Aber Serafino ist auch ein Mann, der gewissen ihm eigenen Vorstellungen von absoluter Schönheit hoffnungs- und hemmungslos verfallen ist. Serafinos gierige, unbeherrschte Jagd nach deren Erfüllung ist vollkommen subjektiv und von niemandem außer Serafino selbst zu erkennen.

Was ihn an diesem Mittwochmorgen so schockiert, hier in der Jubilee Street in Chelsea, London, in dem Atelier der begabten, wenn auch keineswegs genialen Textilkünstlerin Kitty Kalien, mit deren Objekten er vielleicht – vielleicht auch nicht – eine Ausstellung machen wollte, das ist eine doppelte Ereigniswucht: nämlich die Tatsache der blaugoldenen Augusta-Emilie, die Serafinos Realität der absoluten Schönheit unabdingbar verkörpert; und die Erkenntnis der schwarzen Schlange Kitty, die offenbar um Serafinos hilflose Leidenschaft gewußt hat und dieser, sei es aus freundlichem Spiel, sei es aus schlauer Kalkulation, entgegengekommen ist.

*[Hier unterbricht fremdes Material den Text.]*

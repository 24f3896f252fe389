//! analysis::diffusion — diffusion coefficients from MSD output.
//!
//! Purpose
//! -------
//! Collect self-diffusion coefficients across a temperature series, either
//! from the summary that `gmx msd` writes to its log or by fitting the
//! Einstein relation `MSD(t) ≈ 2·d·D·t` to an `.xvg` MSD curve.
//!
//! Key behaviors
//! -------------
//! - [`read_diffusion_log`] takes the value from the first line starting
//!   with `D[`, e.g. `D[        Ar] 2.1834 (+/- 0.0913) 1e-5 cm^2/s`, so
//!   the result keeps the log's unit.
//! - [`extract_diffusion`] maps each temperature to a log path and returns
//!   `(temperatures, D)` in input order.
//! - [`diffusion_from_msd`] is a least-squares slope over an optional time
//!   window divided by `2·d`; the result is in MSD units per time unit.
//!
//! Conventions
//! -----------
//! - [`msd_log_path`] is the `<root>/arkr-simulation-<T>/analysis/msd.log`
//!   layout written by the simulation scripts; pass any other closure to
//!   [`extract_diffusion`] for a different tree.
use crate::analysis::{
    errors::{AnalysisError, AnalysisResult},
    xvg::read_xvg_file,
};
use ndarray::{Array1, ArrayView1};
use std::{
    fs::File,
    io::{BufRead, BufReader},
    path::{Path, PathBuf},
};

/// Diffusion coefficient reported in a `gmx msd` log.
///
/// Errors
/// ------
/// - `AnalysisError::DiffusionNotFound` if no line starts with `D[`.
/// - `AnalysisError::Parse` if that line has no number after `]`.
/// - `AnalysisError::Io` for read failures.
pub fn read_diffusion_log<R: BufRead>(reader: R) -> AnalysisResult<f64> {
    for (i, line) in reader.lines().enumerate() {
        let line = line?;
        let Some(rest) = line.trim_start().strip_prefix("D[") else {
            continue;
        };
        let value = rest
            .split_once(']')
            .and_then(|(_, tail)| tail.split_whitespace().next())
            .and_then(|token| token.parse::<f64>().ok())
            .filter(|d| d.is_finite());
        return value.ok_or_else(|| AnalysisError::Parse { line: i + 1, content: line.clone() });
    }
    Err(AnalysisError::DiffusionNotFound)
}

/// [`read_diffusion_log`] on a file.
pub fn read_diffusion_log_file<P: AsRef<Path>>(path: P) -> AnalysisResult<f64> {
    let file = File::open(path.as_ref())?;
    read_diffusion_log(BufReader::new(file))
}

/// `<root>/arkr-simulation-<temperature>/analysis/msd.log`.
pub fn msd_log_path(root: &Path, temperature: u32) -> PathBuf {
    root.join(format!("arkr-simulation-{temperature}"))
        .join("analysis")
        .join("msd.log")
}

/// Diffusion coefficient per temperature.
///
/// Parameters
/// ----------
/// - `temperatures`: `&[u32]`
///   Temperatures in the order they should appear in the output.
/// - `log_path`: `Fn(u32) -> PathBuf`
///   Location of the `gmx msd` log for one temperature, e.g.
///   `|t| msd_log_path(root, t)`.
///
/// Returns
/// -------
/// `(temperatures, D)` as `f64` arrays of equal length.
///
/// Errors
/// ------
/// The first [`read_diffusion_log_file`] failure.
pub fn extract_diffusion<F>(
    temperatures: &[u32], log_path: F,
) -> AnalysisResult<(Array1<f64>, Array1<f64>)>
where
    F: Fn(u32) -> PathBuf,
{
    let mut coefficients = Vec::with_capacity(temperatures.len());
    for &temperature in temperatures {
        let path = log_path(temperature);
        tracing::debug!(temperature, path = %path.display(), "reading diffusion coefficient");
        coefficients.push(read_diffusion_log_file(&path)?);
    }
    let temps = Array1::from_iter(temperatures.iter().map(|&t| f64::from(t)));
    Ok((temps, Array1::from(coefficients)))
}

/// Einstein-relation fit `D = slope / (2 · dims)` of `msd` against `time`.
///
/// Parameters
/// ----------
/// - `time`, `msd`: `ArrayView1<f64>`
///   Samples of one MSD curve; must have equal length.
/// - `fit`: `Option<(f64, f64)>`
///   Inclusive time window of the fit; `None` uses every sample.
/// - `dims`: `usize`
///   Dimensionality of the displacement (3 for bulk diffusion).
///
/// Errors
/// ------
/// - `AnalysisError::ShapeMismatch` when the arrays differ in length.
/// - `AnalysisError::InvalidTimeRange` for a reversed or non-finite window.
/// - `AnalysisError::FitWindowTooShort` when fewer than two distinct times
///   fall inside the window, or `dims == 0`.
pub fn diffusion_from_msd(
    time: ArrayView1<f64>, msd: ArrayView1<f64>, fit: Option<(f64, f64)>, dims: usize,
) -> AnalysisResult<f64> {
    if time.len() != msd.len() {
        return Err(AnalysisError::ShapeMismatch {
            expected: time.shape().to_vec(),
            actual: msd.shape().to_vec(),
        });
    }
    if let Some((min, max)) = fit {
        if !(min.is_finite() && max.is_finite() && min <= max) {
            return Err(AnalysisError::InvalidTimeRange { min, max });
        }
    }
    let inside = |t: f64| fit.is_none_or(|(min, max)| t >= min && t <= max);
    let points: Vec<(f64, f64)> = time
        .iter()
        .zip(msd.iter())
        .filter(|&(&t, &m)| inside(t) && t.is_finite() && m.is_finite())
        .map(|(&t, &m)| (t, m))
        .collect();

    let n = points.len() as f64;
    let t_mean = points.iter().map(|p| p.0).sum::<f64>() / n;
    let m_mean = points.iter().map(|p| p.1).sum::<f64>() / n;
    let s_tt: f64 = points.iter().map(|p| (p.0 - t_mean).powi(2)).sum();
    let s_tm: f64 = points.iter().map(|p| (p.0 - t_mean) * (p.1 - m_mean)).sum();
    if points.len() < 2 || s_tt <= 0.0 || dims == 0 {
        return Err(AnalysisError::FitWindowTooShort { n_samples: points.len() });
    }
    let slope = s_tm / s_tt;
    tracing::debug!(n_samples = points.len(), slope, dims, "einstein fit");
    Ok(slope / (2 * dims) as f64)
}

/// Read an `.xvg` MSD curve and fit it in three dimensions.
pub fn diffusion_from_xvg<P: AsRef<Path>>(
    path: P, fit: Option<(f64, f64)>,
) -> AnalysisResult<f64> {
    let (time, msd) = read_xvg_file(path)?;
    diffusion_from_msd(time.view(), msd.view(), fit, 3)
}

#[cfg(test)]
mod tests {
    use super::*;
    use approx::assert_relative_eq;
    use ndarray::Array1;
    use std::{fs, io::Cursor};

    const MSD_LOG: &str = "\
                      :-) GROMACS - gmx msd, 2020.4 (-:

Command line:
  gmx msd -f traj.xtc -s topol.tpr -o msd.xvg

Reading frame       0 time    0.000
Last frame       2000 time 2000.000

Fitting from 200 to 1800 ps

D[        Ar] 2.1834 (+/- 0.0913) 1e-5 cm^2/s
";

    fn write_log(root: &Path, temperature: u32, d: f64) {
        let path = msd_log_path(root, temperature);
        fs::create_dir_all(path.parent().unwrap()).unwrap();
        let body = format!("Fitting from 200 to 1800 ps\n\nD[ Ar] {d} (+/- 0.01) 1e-5 cm^2/s\n");
        fs::write(path, body).unwrap();
    }

    #[test]
    fn log_summary_line_is_read() {
        let d = read_diffusion_log(Cursor::new(MSD_LOG)).unwrap();
        assert_relative_eq!(d, 2.1834);
    }

    #[test]
    fn missing_or_malformed_summary_is_an_error() {
        let err = read_diffusion_log(Cursor::new("Fitting from 200 to 1800 ps\n")).unwrap_err();
        assert_eq!(err, AnalysisError::DiffusionNotFound);
        let err = read_diffusion_log(Cursor::new("D[ Ar] nan\n")).unwrap_err();
        assert!(matches!(err, AnalysisError::Parse { line: 1, .. }));
    }

    #[test]
    // Purpose
    // -------
    // One coefficient per temperature is read from the simulation tree in
    // the order the temperatures are given.
    //
    // Given
    // -----
    // - Logs for 120 K and 90 K under a temporary root.
    //
    // Expect
    // ------
    // - `([120, 90], [3.5, 1.25])`, and a missing temperature is an I/O error.
    fn coefficients_follow_temperature_order() {
        // Arrange
        let dir = tempfile::tempdir().unwrap();
        write_log(dir.path(), 90, 1.25);
        write_log(dir.path(), 120, 3.5);

        // Act
        let (temps, d) = extract_diffusion(&[120, 90], |t| msd_log_path(dir.path(), t)).unwrap();
        let missing = extract_diffusion(&[150], |t| msd_log_path(dir.path(), t));

        // Assert
        assert_eq!(temps.to_vec(), vec![120.0, 90.0]);
        assert_eq!(d.to_vec(), vec![3.5, 1.25]);
        assert!(matches!(missing, Err(AnalysisError::Io { .. })));
    }

    #[test]
    // Purpose
    // -------
    // The Einstein fit recovers `D` from an MSD that is linear inside the
    // window and distorted outside it.
    fn einstein_fit_uses_the_window() {
        // Arrange: MSD = 6·D·t with D = 0.25 for t ≥ 2, ballistic before.
        let time = Array1::from_iter((0..21).map(|i| i as f64 * 0.5));
        let msd = time.mapv(|t| if t < 2.0 { t * t } else { 1.5 * t });

        // Act
        let d = diffusion_from_msd(time.view(), msd.view(), Some((2.0, 10.0)), 3).unwrap();

        // Assert
        assert_relative_eq!(d, 0.25, epsilon = 1e-12);
    }

    #[test]
    fn degenerate_fits_are_rejected() {
        let time = Array1::from(vec![0.0, 1.0, 2.0]);
        let msd = Array1::from(vec![0.0, 6.0, 12.0]);
        let short = Array1::from(vec![0.0, 6.0]);
        assert!(matches!(
            diffusion_from_msd(time.view(), short.view(), None, 3),
            Err(AnalysisError::ShapeMismatch { .. })
        ));
        assert_eq!(
            diffusion_from_msd(time.view(), msd.view(), Some((0.5, 1.5)), 3).unwrap_err(),
            AnalysisError::FitWindowTooShort { n_samples: 1 }
        );
        assert!(matches!(
            diffusion_from_msd(time.view(), msd.view(), Some((2.0, 1.0)), 3),
            Err(AnalysisError::InvalidTimeRange { .. })
        ));
    }

    #[test]
    fn xvg_curve_is_fitted_in_three_dimensions() {
        let dir = tempfile::tempdir().unwrap();
        let path = dir.path().join("msd.xvg");
        let mut body = String::from("# gmx msd\n@    title \"Mean Square Displacement\"\n");
        for i in 0..11 {
            let t = i as f64 * 10.0;
            body.push_str(&format!("{t} {}\n", 0.06 * t));
        }
        fs::write(&path, body).unwrap();

        let d = diffusion_from_xvg(&path, None).unwrap();

        assert_relative_eq!(d, 0.01, epsilon = 1e-12);
    }
}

Serafino ruft sich in diesem Augenblick zu extremer Vorsicht auf und weiß doch, daß er bereits verloren ist, verloren an die Schlange, die ihn durchschaut und eingewickelt hat, und an die blaugoldene Schönheitsillusion, die sich hier plötzlich greifbar und sehr körperlich manifestiert.

Serafino stößt einen so qualvollen Seufzer aus, daß Emilie erschrocken wieder zu Augusta wird.

»Was ist, Mr. Baker, haben Sie Schmerzen, kann ich etwas für Sie tun?«

Serafinos Gesicht verzieht sich zu einer schrägen Grimasse, die ein Lächeln ausdrücken soll.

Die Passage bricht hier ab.